[Stored items]
**********
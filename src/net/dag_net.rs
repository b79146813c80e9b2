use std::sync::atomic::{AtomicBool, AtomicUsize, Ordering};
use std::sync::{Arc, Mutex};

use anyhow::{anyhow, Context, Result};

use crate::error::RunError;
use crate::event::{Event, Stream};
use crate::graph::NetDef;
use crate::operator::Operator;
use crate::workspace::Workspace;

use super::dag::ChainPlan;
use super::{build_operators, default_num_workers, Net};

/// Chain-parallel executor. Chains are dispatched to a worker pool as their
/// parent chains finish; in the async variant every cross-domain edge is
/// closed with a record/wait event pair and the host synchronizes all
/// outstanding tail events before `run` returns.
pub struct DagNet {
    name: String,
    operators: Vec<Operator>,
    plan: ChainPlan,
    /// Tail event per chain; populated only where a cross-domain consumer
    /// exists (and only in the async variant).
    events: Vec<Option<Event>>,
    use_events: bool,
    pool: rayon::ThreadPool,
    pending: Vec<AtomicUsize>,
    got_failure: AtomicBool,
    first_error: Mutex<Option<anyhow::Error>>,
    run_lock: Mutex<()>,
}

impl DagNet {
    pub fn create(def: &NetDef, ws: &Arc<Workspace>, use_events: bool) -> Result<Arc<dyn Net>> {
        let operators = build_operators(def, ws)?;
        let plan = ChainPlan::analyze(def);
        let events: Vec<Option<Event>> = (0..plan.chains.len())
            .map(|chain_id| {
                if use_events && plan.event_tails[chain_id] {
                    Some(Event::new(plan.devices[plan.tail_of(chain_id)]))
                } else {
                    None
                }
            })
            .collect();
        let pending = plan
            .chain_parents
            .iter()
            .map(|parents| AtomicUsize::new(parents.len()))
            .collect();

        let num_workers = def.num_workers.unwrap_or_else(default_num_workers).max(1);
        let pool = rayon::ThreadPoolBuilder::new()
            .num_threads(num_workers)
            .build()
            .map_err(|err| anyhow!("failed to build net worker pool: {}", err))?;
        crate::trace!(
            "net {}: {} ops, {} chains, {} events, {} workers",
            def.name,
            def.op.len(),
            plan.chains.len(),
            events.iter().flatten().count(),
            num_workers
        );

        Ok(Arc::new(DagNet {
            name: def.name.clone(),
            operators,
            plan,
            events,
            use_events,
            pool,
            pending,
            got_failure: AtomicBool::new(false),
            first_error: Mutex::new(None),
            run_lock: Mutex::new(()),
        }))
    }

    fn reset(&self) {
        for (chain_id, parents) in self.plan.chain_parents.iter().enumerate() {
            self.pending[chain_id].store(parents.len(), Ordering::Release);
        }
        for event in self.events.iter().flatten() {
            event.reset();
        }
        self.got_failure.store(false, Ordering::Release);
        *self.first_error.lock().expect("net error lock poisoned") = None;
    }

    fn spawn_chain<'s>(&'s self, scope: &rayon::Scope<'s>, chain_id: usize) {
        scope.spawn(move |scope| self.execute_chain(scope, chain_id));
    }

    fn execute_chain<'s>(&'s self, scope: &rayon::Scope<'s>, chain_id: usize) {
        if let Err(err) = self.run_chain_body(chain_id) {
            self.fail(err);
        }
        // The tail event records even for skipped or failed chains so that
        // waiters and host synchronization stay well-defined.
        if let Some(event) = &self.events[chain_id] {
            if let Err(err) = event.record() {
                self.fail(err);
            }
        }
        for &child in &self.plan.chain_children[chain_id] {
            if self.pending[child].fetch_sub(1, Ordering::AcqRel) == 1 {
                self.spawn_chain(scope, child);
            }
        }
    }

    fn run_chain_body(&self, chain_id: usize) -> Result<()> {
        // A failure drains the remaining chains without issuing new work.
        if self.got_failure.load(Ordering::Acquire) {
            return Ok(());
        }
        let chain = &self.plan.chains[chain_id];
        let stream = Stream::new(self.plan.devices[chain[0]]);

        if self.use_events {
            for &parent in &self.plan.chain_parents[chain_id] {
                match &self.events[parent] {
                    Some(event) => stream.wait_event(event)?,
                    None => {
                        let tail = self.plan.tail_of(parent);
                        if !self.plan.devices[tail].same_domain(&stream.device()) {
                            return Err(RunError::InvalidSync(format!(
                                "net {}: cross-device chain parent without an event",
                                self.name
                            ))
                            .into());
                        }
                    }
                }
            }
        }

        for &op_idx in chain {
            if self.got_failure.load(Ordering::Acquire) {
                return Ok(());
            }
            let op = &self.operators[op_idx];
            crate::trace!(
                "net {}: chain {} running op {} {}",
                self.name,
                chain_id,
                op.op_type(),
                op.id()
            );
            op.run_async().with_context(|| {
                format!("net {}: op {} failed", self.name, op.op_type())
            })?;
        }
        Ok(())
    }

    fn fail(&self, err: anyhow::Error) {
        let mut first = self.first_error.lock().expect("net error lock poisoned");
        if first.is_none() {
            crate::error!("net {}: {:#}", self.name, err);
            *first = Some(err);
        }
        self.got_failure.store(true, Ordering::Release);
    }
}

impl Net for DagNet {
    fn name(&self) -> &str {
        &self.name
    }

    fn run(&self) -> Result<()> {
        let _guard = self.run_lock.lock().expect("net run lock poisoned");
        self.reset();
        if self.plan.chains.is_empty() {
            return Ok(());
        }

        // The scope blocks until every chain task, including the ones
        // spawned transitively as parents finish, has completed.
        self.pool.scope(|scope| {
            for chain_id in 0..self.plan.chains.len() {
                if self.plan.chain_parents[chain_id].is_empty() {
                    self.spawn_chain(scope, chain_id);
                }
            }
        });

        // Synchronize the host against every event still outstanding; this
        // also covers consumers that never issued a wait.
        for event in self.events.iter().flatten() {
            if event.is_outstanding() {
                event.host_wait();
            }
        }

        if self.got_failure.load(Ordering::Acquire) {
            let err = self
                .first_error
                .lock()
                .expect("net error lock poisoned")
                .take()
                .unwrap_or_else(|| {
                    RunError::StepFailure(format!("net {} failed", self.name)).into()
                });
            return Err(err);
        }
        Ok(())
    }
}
**********
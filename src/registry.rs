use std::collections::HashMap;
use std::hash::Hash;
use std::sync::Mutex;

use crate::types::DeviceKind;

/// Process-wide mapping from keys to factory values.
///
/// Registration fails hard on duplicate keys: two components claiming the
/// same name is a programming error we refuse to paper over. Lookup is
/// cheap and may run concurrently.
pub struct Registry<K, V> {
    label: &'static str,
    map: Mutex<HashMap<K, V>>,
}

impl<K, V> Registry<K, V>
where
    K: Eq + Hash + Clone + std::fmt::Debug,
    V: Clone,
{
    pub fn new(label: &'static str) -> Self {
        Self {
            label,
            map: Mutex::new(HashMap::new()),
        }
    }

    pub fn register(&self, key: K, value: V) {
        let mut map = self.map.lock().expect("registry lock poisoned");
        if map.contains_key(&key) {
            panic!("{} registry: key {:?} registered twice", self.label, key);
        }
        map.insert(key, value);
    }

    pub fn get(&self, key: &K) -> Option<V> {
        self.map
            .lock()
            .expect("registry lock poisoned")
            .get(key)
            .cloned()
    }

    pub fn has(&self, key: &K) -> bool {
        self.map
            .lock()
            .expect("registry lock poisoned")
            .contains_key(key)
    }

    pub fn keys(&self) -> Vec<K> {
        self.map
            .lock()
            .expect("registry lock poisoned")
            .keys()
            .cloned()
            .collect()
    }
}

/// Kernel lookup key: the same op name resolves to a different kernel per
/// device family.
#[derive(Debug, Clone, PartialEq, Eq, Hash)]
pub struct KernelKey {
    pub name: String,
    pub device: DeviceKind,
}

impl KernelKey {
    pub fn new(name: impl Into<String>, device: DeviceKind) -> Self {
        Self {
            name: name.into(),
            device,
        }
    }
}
**********
== What to work on ==
Above are the records. Copy every line in them holding "Ordering".

== Result for this task ==
use std::sync::atomic::{AtomicBool, AtomicUsize, Ordering};
            self.pending[chain_id].store(parents.len(), Ordering::Release);
        self.got_failure.store(false, Ordering::Release);
            if self.pending[child].fetch_sub(1, Ordering::AcqRel) == 1 {
        if self.got_failure.load(Ordering::Acquire) {
            if self.got_failure.load(Ordering::Acquire) {
        self.got_failure.store(true, Ordering::Release);
        if self.got_failure.load(Ordering::Acquire) {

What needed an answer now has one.